Lines of the material that include the string "push" should be returned.

### GIVEN DATA
=== Begin Enclosure ===

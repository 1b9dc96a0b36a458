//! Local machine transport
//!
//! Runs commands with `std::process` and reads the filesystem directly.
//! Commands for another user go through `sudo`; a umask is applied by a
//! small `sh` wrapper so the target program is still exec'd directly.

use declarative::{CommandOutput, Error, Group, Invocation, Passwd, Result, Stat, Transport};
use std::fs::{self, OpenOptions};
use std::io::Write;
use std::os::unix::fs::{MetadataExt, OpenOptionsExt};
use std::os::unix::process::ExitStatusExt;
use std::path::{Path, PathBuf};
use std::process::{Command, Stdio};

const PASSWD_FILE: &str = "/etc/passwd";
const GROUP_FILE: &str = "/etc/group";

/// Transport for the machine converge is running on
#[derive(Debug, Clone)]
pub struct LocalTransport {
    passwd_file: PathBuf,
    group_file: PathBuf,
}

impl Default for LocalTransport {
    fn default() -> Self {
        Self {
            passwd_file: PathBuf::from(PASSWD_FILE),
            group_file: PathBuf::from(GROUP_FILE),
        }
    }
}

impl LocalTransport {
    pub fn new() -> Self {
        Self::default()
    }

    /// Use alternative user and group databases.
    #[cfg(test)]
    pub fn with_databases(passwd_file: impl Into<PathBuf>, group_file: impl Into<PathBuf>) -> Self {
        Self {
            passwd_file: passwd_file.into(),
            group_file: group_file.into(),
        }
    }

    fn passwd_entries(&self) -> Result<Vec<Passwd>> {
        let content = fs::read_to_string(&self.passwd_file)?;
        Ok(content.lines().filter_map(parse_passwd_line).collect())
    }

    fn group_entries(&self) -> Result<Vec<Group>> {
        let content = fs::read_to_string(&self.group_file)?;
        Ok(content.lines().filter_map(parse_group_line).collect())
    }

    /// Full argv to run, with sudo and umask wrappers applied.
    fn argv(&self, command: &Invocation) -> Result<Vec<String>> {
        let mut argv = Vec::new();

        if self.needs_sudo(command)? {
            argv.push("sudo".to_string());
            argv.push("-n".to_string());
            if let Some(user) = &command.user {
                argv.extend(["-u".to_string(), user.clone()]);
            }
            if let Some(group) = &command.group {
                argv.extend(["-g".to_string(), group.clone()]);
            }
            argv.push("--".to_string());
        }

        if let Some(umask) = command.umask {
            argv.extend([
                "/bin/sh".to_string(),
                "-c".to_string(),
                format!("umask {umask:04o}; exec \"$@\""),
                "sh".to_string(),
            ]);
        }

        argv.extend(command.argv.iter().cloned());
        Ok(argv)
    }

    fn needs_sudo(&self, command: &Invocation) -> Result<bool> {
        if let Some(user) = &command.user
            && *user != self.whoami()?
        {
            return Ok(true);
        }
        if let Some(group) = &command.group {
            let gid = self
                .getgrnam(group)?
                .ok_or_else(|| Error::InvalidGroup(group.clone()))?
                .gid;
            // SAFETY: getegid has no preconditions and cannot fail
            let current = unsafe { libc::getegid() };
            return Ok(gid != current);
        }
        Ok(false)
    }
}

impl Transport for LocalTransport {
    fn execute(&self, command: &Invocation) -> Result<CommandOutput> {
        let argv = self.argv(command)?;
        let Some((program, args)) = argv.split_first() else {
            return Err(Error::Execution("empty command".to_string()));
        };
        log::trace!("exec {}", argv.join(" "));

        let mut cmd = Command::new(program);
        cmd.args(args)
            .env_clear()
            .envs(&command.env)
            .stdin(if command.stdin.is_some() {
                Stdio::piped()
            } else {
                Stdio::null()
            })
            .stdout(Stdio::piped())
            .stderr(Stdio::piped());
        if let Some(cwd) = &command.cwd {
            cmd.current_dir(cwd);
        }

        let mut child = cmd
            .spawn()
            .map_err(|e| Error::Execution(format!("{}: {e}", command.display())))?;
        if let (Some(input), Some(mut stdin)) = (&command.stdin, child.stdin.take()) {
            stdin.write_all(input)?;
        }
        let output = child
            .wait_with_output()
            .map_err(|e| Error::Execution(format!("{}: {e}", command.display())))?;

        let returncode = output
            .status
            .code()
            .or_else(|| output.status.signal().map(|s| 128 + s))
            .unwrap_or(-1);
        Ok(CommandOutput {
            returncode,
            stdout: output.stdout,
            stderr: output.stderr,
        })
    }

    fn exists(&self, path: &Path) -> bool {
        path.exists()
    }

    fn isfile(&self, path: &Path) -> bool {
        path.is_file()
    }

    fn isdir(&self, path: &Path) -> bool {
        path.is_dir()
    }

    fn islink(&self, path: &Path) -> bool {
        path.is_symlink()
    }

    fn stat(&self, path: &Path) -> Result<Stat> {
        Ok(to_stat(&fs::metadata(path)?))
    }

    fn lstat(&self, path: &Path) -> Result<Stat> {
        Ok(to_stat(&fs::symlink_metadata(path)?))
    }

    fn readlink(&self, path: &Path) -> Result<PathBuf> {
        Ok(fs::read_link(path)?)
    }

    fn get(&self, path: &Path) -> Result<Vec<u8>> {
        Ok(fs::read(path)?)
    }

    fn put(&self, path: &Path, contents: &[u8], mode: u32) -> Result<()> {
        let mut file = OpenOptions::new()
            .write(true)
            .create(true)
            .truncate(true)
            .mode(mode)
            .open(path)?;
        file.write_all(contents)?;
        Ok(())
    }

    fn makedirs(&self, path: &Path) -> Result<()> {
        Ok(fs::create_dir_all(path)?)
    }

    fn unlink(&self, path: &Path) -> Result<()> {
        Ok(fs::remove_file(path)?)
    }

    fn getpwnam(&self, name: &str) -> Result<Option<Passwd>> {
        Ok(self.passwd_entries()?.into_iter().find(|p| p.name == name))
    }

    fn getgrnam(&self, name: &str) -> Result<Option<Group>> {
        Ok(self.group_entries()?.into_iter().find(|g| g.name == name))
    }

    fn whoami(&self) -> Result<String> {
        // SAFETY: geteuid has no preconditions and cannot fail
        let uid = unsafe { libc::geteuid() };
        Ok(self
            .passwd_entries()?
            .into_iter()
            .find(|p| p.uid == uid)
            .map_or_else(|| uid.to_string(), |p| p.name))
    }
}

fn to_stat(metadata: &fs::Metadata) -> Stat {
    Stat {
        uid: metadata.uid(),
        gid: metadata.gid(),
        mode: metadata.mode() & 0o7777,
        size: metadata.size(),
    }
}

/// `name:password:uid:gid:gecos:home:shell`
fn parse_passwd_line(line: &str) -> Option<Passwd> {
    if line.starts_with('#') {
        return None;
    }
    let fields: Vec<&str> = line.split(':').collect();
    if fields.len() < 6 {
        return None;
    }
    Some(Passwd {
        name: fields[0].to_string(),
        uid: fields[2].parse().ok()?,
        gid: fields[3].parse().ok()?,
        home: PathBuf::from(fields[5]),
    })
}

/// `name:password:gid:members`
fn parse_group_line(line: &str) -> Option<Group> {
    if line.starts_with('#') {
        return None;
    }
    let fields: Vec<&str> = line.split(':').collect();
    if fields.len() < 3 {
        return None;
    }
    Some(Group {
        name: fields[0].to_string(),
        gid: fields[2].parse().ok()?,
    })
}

=== End Enclosure ===

### WRITTEN RESPONSE
            argv.push("sudo".to_string());
            argv.push("-n".to_string());
            argv.push("--".to_string());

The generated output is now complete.